The Biggest Misconceptions About Prostate Cancer
Last updated: September 2022
There are a lot of myths surrounding prostate cancer. Until you have gone through it, it can be hard to fully understand the challenges of this diagnosis.
To find out more, we asked our ProstateCancer.net Facebook community, “What are the biggest misconceptions you have experienced as a patient of prostate cancer?” Nearly 50 people responded. Here is what they shared.
Prostate cancer is the "good cancer"
People often believe that there are relatively good kinds of cancer to have. However, cancer is cancer. Nobody is pleased or comforted by having someone else tell them that their diagnosis could be worse. A kinder response is to offer compassion and acknowledge that any and all kinds of cancer are difficult to deal with.
“That I had the ‘good’ cancer.”
“That it is a good cancer to get! When I tell them about the treatment and the painful outcome, they soon shut up!”

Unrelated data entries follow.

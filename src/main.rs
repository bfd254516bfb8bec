use anyhow::Result;
use contribstat::cli::Cli;

fn main() -> Result<()> {
    let cli = Cli::parse();
    cli.execute()
}
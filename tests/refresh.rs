use std::time::Duration;

use httptest::{matchers::request, responders::json_encoded, Expectation, Server};
use serde_json::json;
use tokio::sync::oneshot;

use flagsync::Client;

use common::client_config;

pub mod common;

#[tokio::test]
async fn test_background_refresh_keeps_polling() {
    let mut server = Server::run();
    server.expect(
        Expectation::matching(request::method_path("GET", "/sites/demo-site/flags"))
            .times(3..)
            .respond_with(json_encoded(json!({
                "siteCode": "demo-site",
                "flags": {
                    "new_checkout": true,
                }
            }))),
    );

    let config = client_config(&server).with_refresh_interval(Duration::from_millis(50));
    let client = Client::initialize(config).expect("should be able to create the flag client");

    let (tx, rx) = oneshot::channel();
    client.on_ready(2000, move |ready| {
        let _ = tx.send(ready);
    });
    assert!(rx.await.expect("callback should fire"));

    tokio::time::sleep(Duration::from_millis(250)).await;
    assert!(client.feature_active("new_checkout"));
    assert!(client.snapshot().is_some());

    // The expectation's lower bound verifies the loop kept fetching. Give
    // any in-flight request time to land before verifying.
    drop(client);
    tokio::time::sleep(Duration::from_millis(100)).await;
    server.verify_and_clear();
}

Choosing radiation treatment is easy
There is no easy solution for any kind of cancer. With prostate cancer, treatment options often include radiation or surgery, both of which can have complications. After treatment, people may have unpleasant symptoms such as frequent urination, painful urination, and urination leakage.
“How much and how long the effects of radiation are.”
“My urologist told me that the outcomes from radiation and surgery are virtually identical. My general practitioner then advised me that if I opt for radiation and have a recurrence a few years later, they cannot then do surgery. But if I opt for surgery initially and get a later recurrence, they could then do radiation.”
You should be happy when treatment is over
The biggest side effects of prostate cancer treatment are the ones people may tend to avoid discussing. Because prostate cancer can change what their daily life looks like, people can feel depressed after treatment. Cancer is complicated and challenging to deal with. For some, it can be helpful to seek some kind of group support, either through the hospital or online, as a safe place to process the emotional pain.
“How the effects stay all your life. I am not getting better with dealing with depression and ED.”
Life goes back to normal after cancer
After surviving prostate cancer, many people describe their lives in two sections: before and after the cancer. In many ways, people’s lives go back to what they had been before. But in many other ways, life is forever different.
People who survive prostate cancer often have a new respect for life. Sometimes this shows up as the fear of a recurrence. Sometimes it shows up as a new will to live life to its fullest.
“That life as it was formerly known is over. My prognosis is fabulous, and yet life as I knew it is gone forever.”
We want to say thank you to everyone who shared their experience for this story. We are grateful that this community is so vocal and supportive. Thank you.